▸ **EXERCISE REQUIREMENTS**: Your task is to copy every line of the entries that holds the word "AtomicBool".

DATA FOR PROCESSING: Begin

//! Best-effort romanization for text the dictionary cannot fully resolve.

use crate::dictionary::DictionaryStore;

/// Produces a phonetic rendering of arbitrary text. Output is best effort:
/// unknown characters may come back unchanged.
pub trait Romanizer: Send + Sync {
    fn romanize(&self, store: &DictionaryStore, text: &str) -> String;
}

/// Builds romanization from what the dictionary already knows: longest known
/// span first at each position, unknown characters left as they are,
/// syllable groups joined by spaces.
#[derive(Debug, Clone)]
pub struct StoreRomanizer {
    max_word_chars: usize,
}

impl StoreRomanizer {
    pub fn new(max_word_chars: usize) -> Self {
        Self {
            max_word_chars: max_word_chars.max(1),
        }
    }
}

impl Default for StoreRomanizer {
    fn default() -> Self {
        Self::new(super::MAX_WORD_CHARS)
    }
}

impl Romanizer for StoreRomanizer {
    fn romanize(&self, store: &DictionaryStore, text: &str) -> String {
        let chars: Vec<char> = text.chars().collect();
        let mut parts: Vec<String> = Vec::new();
        let mut i = 0;

        while i < chars.len() {
            if chars[i].is_whitespace() {
                i += 1;
                continue;
            }
            let known = super::longest_match_where(store, &chars, i, self.max_word_chars, |entry| {
                !entry.romanization.is_empty()
            });
            match known {
                Some((len, entry)) => {
                    parts.push(entry.romanization.clone());
                    i += len;
                }
                None => {
                    parts.push(chars[i].to_string());
                    i += 1;
                }
            }
        }

        parts.join(" ")
    }
}
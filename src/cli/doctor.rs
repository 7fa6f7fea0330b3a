//! CLI `doctor` command: run database diagnostics and print a health report.

use anyhow::{Context, Result};

use glossa::config::GlossaConfig;
use glossa::db;

/// Run database diagnostics and print a health report.
pub fn doctor(config: &GlossaConfig) -> Result<()> {
    let db_path = config.resolved_db_path();

    if !db_path.exists() {
        println!("Database: not found at {}", db_path.display());
        println!("Run `glossa segment <text>` or `glossa import <file>` to create it.");
        return Ok(());
    }

    let file_size = std::fs::metadata(&db_path).map(|m| m.len()).unwrap_or(0);

    let conn = db::open_database(&db_path).context("failed to open database (may be corrupt)")?;

    let report = db::check_database_health(&conn).context("failed to run health check")?;

    println!("Glossa Health Report");
    println!("====================");
    println!();
    println!("Database:          {}", db_path.display());
    println!("File size:         {}", format_bytes(file_size));
    println!("Schema version:    {}", report.schema_version);
    println!();
    println!("AI segmentation:");
    println!("  Endpoint:        {}", config.ai.endpoint);
    println!("  Model:           {}", config.ai.model);
    if config.ai.api_key.is_empty() {
        println!("  API key:         (not set) segment will fall back for unknown words");
    } else {
        println!("  API key:         set");
    }
    println!();
    println!("Row counts:");
    println!("  Words:           {}", report.entry_count);
    println!("  Review log:      {}", report.review_log_count);
    println!();
    if report.integrity_ok {
        println!("Integrity check:   PASSED");
    } else {
        println!("Integrity check:   FAILED ({})", report.integrity_details);
    }

    if !report.integrity_ok {
        println!();
        println!("Recovery steps:");
        println!("  1. Restore from a backup: cp backup.db ~/.glossa/dictionary.db");
        println!("  2. Or export from a good copy and reimport:");
        println!("     glossa export > backup.json");
        println!("     glossa reset && glossa import backup.json");
    }

    Ok(())
}

fn format_bytes(bytes: u64) -> String {
    if bytes < 1024 {
        format!("{bytes} B")
    } else if bytes < 1024 * 1024 {
        format!("{:.1} KB", bytes as f64 / 1024.0)
    } else {
        format!("{:.1} MB", bytes as f64 / (1024.0 * 1024.0))
    }
}
use anyhow::Result;

use glossa::config::GlossaConfig;
use glossa::dictionary::types::now_millis;
use glossa::review::format_interval;

use super::format_timestamp;

/// List entries due for review, oldest-due first.
pub fn due(config: &GlossaConfig, limit: Option<usize>) -> Result<()> {
    let store = super::open_store(config)?;
    let now = now_millis();

    let due = store.due_entries(now);
    if due.is_empty() {
        println!("Nothing due. {} words in dictionary.", store.len());
        return Ok(());
    }

    let shown = limit.unwrap_or(due.len()).min(due.len());
    println!("{} words due", due.len());
    println!("{}", "=".repeat(50));
    for entry in due.iter().take(shown) {
        println!(
            "  {:<8} {:<16} {:<24} due {} (interval {})",
            entry.word,
            entry.romanization,
            entry.primary_meaning(),
            format_timestamp(entry.srs.next_review_at),
            format_interval(entry.srs.interval_days),
        );
    }
    if shown < due.len() {
        println!("  ... and {} more", due.len() - shown);
    }

    Ok(())
}
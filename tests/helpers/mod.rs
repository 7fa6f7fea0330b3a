#![allow(dead_code)]

use std::collections::HashMap;
use std::path::Path;
use std::sync::atomic::{AtomicBool, Ordering};
use std::sync::{Arc, Mutex};

use glossa::db;
use glossa::dictionary::record::RawRecord;
use glossa::dictionary::{
    DictionaryStore, MemoryBackend, PersistenceBackend, SqliteBackend, Timestamp,
};
use glossa::segment::{AiError, AiSegmenter, SegmentTriple, Segmenter};
use rusqlite::Connection;

/// Fixed clock for deterministic tests.
pub const T0: Timestamp = 1_700_000_000_000;
pub const DAY_MS: Timestamp = 86_400_000;

/// Open a fresh in-memory database with schema and migrations applied.
pub fn test_db() -> Connection {
    db::open_memory_database().unwrap()
}

/// Open (or reopen) a store over the SQLite file at `path`.
pub fn file_store(path: &Path, now: Timestamp) -> DictionaryStore {
    let conn = db::open_database(path).unwrap();
    DictionaryStore::open(Box::new(SqliteBackend::new(conn)), now)
}

/// Empty store plus a handle on its backend for inspecting what was saved.
pub fn memory_store() -> (DictionaryStore, MemoryBackend) {
    let backend = MemoryBackend::new();
    let store = DictionaryStore::open(Box::new(backend.clone()), T0);
    (store, backend)
}

/// Memory backend whose writes can be switched off to exercise failure paths.
#[derive(Clone, Default)]
pub struct FlakyBackend {
    pub memory: MemoryBackend,
    failing: Arc<AtomicBool>,
}

impl FlakyBackend {
    pub fn set_failing(&self, failing: bool) {
        self.failing.store(failing, Ordering::SeqCst);
    }
}

impl PersistenceBackend for FlakyBackend {
    fn load_all(&self) -> anyhow::Result<Vec<RawRecord>> {
        self.memory.load_all()
    }

    fn save_all(&mut self, records: &[RawRecord], removed: &[String]) -> anyhow::Result<()> {
        if self.failing.load(Ordering::SeqCst) {
            anyhow::bail!("write rejected");
        }
        self.memory.save_all(records, removed)
    }
}

/// Empty store over a [`FlakyBackend`], plus the switch.
pub fn flaky_store() -> (DictionaryStore, FlakyBackend) {
    let backend = FlakyBackend::default();
    let store = DictionaryStore::open(Box::new(backend.clone()), T0);
    (store, backend)
}

pub fn triple(word: &str, romanization: &str, translation: &str) -> SegmentTriple {
    SegmentTriple {
        word: word.to_string(),
        romanization: romanization.to_string(),
        translation: translation.to_string(),
    }
}

/// AI stand-in that answers from a fixed script and fails on anything else.
#[derive(Default)]
pub struct ScriptedAi {
    replies: HashMap<String, Vec<SegmentTriple>>,
    calls: Arc<Mutex<Vec<String>>>,
}

impl ScriptedAi {
    pub fn new() -> Self {
        Self::default()
    }

    pub fn reply(mut self, unit: &str, triples: Vec<SegmentTriple>) -> Self {
        self.replies.insert(unit.to_string(), triples);
        self
    }

    /// Units the segmenter asked about, in call order.
    pub fn call_log(&self) -> Arc<Mutex<Vec<String>>> {
        Arc::clone(&self.calls)
    }
}

#[async_trait::async_trait]
impl AiSegmenter for ScriptedAi {
    async fn segment_unit(
        &self,
        unit: &str,
        _prompt_override: Option<&str>,
    ) -> Result<Vec<SegmentTriple>, AiError> {
        self.calls.lock().unwrap().push(unit.to_string());
        self.replies
            .get(unit)
            .cloned()
            .ok_or_else(|| AiError::Parse(format!("no scripted reply for {unit}")))
    }
}

/// Segmenter over `ai` plus the handle on its call log.
pub fn scripted_segmenter(ai: ScriptedAi) -> (Segmenter, Arc<Mutex<Vec<String>>>) {
    let calls = ai.call_log();
    (Segmenter::new(Box::new(ai)), calls)
}
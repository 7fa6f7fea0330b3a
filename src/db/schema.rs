//! SQL DDL for the dictionary database.
//!
//! Defines the `entries` table (one JSON record per word) and `schema_meta`.
//! All DDL uses `IF NOT EXISTS` for idempotent initialization. Tables added
//! after v1 live in [`super::migrations`].

use rusqlite::Connection;

/// Version-1 schema: the entry records and the metadata table.
const SCHEMA_SQL: &str = r#"
-- One row per dictionary word; `record` is the serialized entry
CREATE TABLE IF NOT EXISTS entries (
    word TEXT PRIMARY KEY,
    record TEXT NOT NULL,
    updated_at TEXT NOT NULL
);

-- Schema metadata
CREATE TABLE IF NOT EXISTS schema_meta (
    key TEXT PRIMARY KEY,
    value TEXT NOT NULL
);
"#;

/// Initialize the v1 schema tables. Idempotent (uses IF NOT EXISTS).
pub fn init_schema(conn: &Connection) -> rusqlite::Result<()> {
    conn.execute_batch(SCHEMA_SQL)?;

    // Set initial schema version if not already present
    conn.execute(
        "INSERT OR IGNORE INTO schema_meta (key, value) VALUES ('schema_version', '1')",
        [],
    )?;

    Ok(())
}
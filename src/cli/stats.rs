use anyhow::Result;

use glossa::config::GlossaConfig;
use glossa::dictionary::types::now_millis;

/// Display dictionary and review statistics in the terminal.
pub fn stats(config: &GlossaConfig) -> Result<()> {
    let db_path = config.resolved_db_path();
    let store = super::open_store(config)?;
    let stats = store.stats(now_millis());

    println!("Dictionary Statistics");
    println!("{}", "=".repeat(40));
    println!("  Total words:         {}", stats.total);
    println!("  Due now:             {}", stats.due_now);
    println!("  Due by end of today: {}", stats.due_today);
    println!("  Reviewed today:      {}", stats.reviewed_today);
    println!();

    println!("By Stage:");
    println!("  {:<12} {}", "new", stats.new_words);
    println!("  {:<12} {}", "learning", stats.learning);
    println!("  {:<12} {}", "mature", stats.mature);
    println!();

    let db_size = std::fs::metadata(&db_path).map(|m| m.len()).unwrap_or(0);
    println!("Database size:         {db_size} bytes");

    Ok(())
}
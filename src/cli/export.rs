use anyhow::Result;

use glossa::config::GlossaConfig;
use glossa::dictionary::transfer::build_export;

/// Export the whole dictionary as JSON to stdout.
pub fn export(config: &GlossaConfig) -> Result<()> {
    let store = super::open_store(config)?;

    let data = build_export(&store, &chrono::Local::now().to_rfc3339())?;

    let json = serde_json::to_string_pretty(&data)?;
    println!("{json}");

    eprintln!("Exported {} words.", data.entries.len());

    Ok(())
}
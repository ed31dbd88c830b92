//! In-memory document tree. The assembler fills it; `package` serializes it.

use crate::document::image::CoverImage;

/// English Metric Units per inch (DrawingML).
pub const EMU_PER_INCH: u64 = 914_400;
/// Twentieths of a point per inch (WordprocessingML).
pub const TWIPS_PER_INCH: u32 = 1_440;

#[derive(Debug, Clone, Copy, PartialEq, Eq)]
pub enum ParagraphStyle {
    Normal,
    Title,
    Heading(u8),
    Quote,
    ListBullet,
}

impl ParagraphStyle {
    /// Style id as declared in `styles.xml`; `None` for the default style.
    pub fn style_id(self) -> Option<String> {
        match self {
            ParagraphStyle::Normal => None,
            ParagraphStyle::Title => Some("Title".to_string()),
            ParagraphStyle::Heading(level) => Some(format!("Heading{}", level.clamp(1, 3))),
            ParagraphStyle::Quote => Some("Quote".to_string()),
            ParagraphStyle::ListBullet => Some("ListBullet".to_string()),
        }
    }
}

#[derive(Debug, Clone, PartialEq, Eq)]
pub enum Run {
    /// `\n` inside the text is a line break within the paragraph.
    Text { text: String, bold: bool },
    /// An inline picture; `image` indexes `Document::images`.
    Picture {
        image: usize,
        width_emu: u64,
        height_emu: u64,
    },
}

impl Run {
    pub fn plain(text: impl Into<String>) -> Self {
        Run::Text {
            text: text.into(),
            bold: false,
        }
    }

    pub fn bold(text: impl Into<String>) -> Self {
        Run::Text {
            text: text.into(),
            bold: true,
        }
    }
}

#[derive(Debug, Clone, PartialEq, Eq)]
pub struct Paragraph {
    pub style: ParagraphStyle,
    pub left_indent_twips: u32,
    pub runs: Vec<Run>,
}

impl Paragraph {
    pub fn new(style: ParagraphStyle) -> Self {
        Self {
            style,
            left_indent_twips: 0,
            runs: Vec::new(),
        }
    }

    pub fn indented(mut self, inches: f32) -> Self {
        self.left_indent_twips = (inches * TWIPS_PER_INCH as f32).round() as u32;
        self
    }

    pub fn with_run(mut self, run: Run) -> Self {
        self.runs.push(run);
        self
    }

    /// Concatenated text of all text runs.
    pub fn text(&self) -> String {
        self.runs
            .iter()
            .filter_map(|r| match r {
                Run::Text { text, .. } => Some(text.as_str()),
                Run::Picture { .. } => None,
            })
            .collect()
    }
}

/// Vertical merge state of a table cell.
#[derive(Debug, Clone, Copy, PartialEq, Eq)]
pub enum CellMerge {
    None,
    /// First cell of a merged range; carries the text.
    Restart,
    /// Covered by the `Restart` cell above.
    Continue,
}

#[derive(Debug, Clone, PartialEq, Eq)]
pub struct TableCell {
    pub text: String,
    pub merge: CellMerge,
}

impl TableCell {
    pub fn text(text: impl Into<String>) -> Self {
        Self {
            text: text.into(),
            merge: CellMerge::None,
        }
    }

    pub fn merge_start(text: impl Into<String>) -> Self {
        Self {
            text: text.into(),
            merge: CellMerge::Restart,
        }
    }

    pub fn merge_continue() -> Self {
        Self {
            text: String::new(),
            merge: CellMerge::Continue,
        }
    }
}

/// A bordered table. Every row has `column_widths_twips.len()` cells.
#[derive(Debug, Clone, PartialEq, Eq)]
pub struct Table {
    pub column_widths_twips: Vec<u32>,
    pub rows: Vec<Vec<TableCell>>,
}

#[derive(Debug, Clone, PartialEq, Eq)]
pub enum Block {
    Paragraph(Paragraph),
    Table(Table),
    PageBreak,
}

#[derive(Debug, Clone, Default, PartialEq, Eq)]
pub struct Document {
    pub blocks: Vec<Block>,
    pub images: Vec<CoverImage>,
}

impl Document {
    pub fn new() -> Self {
        Self::default()
    }

    /// Level 0 is the document title; 1-3 are headings.
    pub fn add_heading(&mut self, text: impl Into<String>, level: u8) -> &mut Paragraph {
        let style = if level == 0 {
            ParagraphStyle::Title
        } else {
            ParagraphStyle::Heading(level)
        };
        self.push_paragraph(Paragraph::new(style).with_run(Run::plain(text)))
    }

    pub fn add_paragraph(&mut self, text: impl Into<String>) -> &mut Paragraph {
        self.push_paragraph(Paragraph::new(ParagraphStyle::Normal).with_run(Run::plain(text)))
    }

    pub fn push_paragraph(&mut self, paragraph: Paragraph) -> &mut Paragraph {
        self.blocks.push(Block::Paragraph(paragraph));
        match self.blocks.last_mut() {
            Some(Block::Paragraph(p)) => p,
            _ => unreachable!("a paragraph was just pushed"),
        }
    }

    pub fn add_table(&mut self, table: Table) {
        self.blocks.push(Block::Table(table));
    }

    pub fn add_page_break(&mut self) {
        self.blocks.push(Block::PageBreak);
    }

    /// Adds a paragraph holding `image` scaled to `width_inches`, aspect ratio kept.
    pub fn add_picture(&mut self, image: CoverImage, width_inches: f32) {
        let width_emu = (width_inches as f64 * EMU_PER_INCH as f64).round() as u64;
        let height_emu = width_emu * u64::from(image.height_px) / u64::from(image.width_px.max(1));
        self.images.push(image);
        let run = Run::Picture {
            image: self.images.len() - 1,
            width_emu,
            height_emu,
        };
        self.push_paragraph(Paragraph::new(ParagraphStyle::Normal).with_run(run));
    }

    pub fn paragraphs(&self) -> impl Iterator<Item = &Paragraph> {
        self.blocks.iter().filter_map(|b| match b {
            Block::Paragraph(p) => Some(p),
            _ => None,
        })
    }
}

DATA FOR PROCESSING: End

▸ **ANSWER TO THIS TASK**:
use std::sync::atomic::{AtomicBool, Ordering};
    failing: Arc<AtomicBool>,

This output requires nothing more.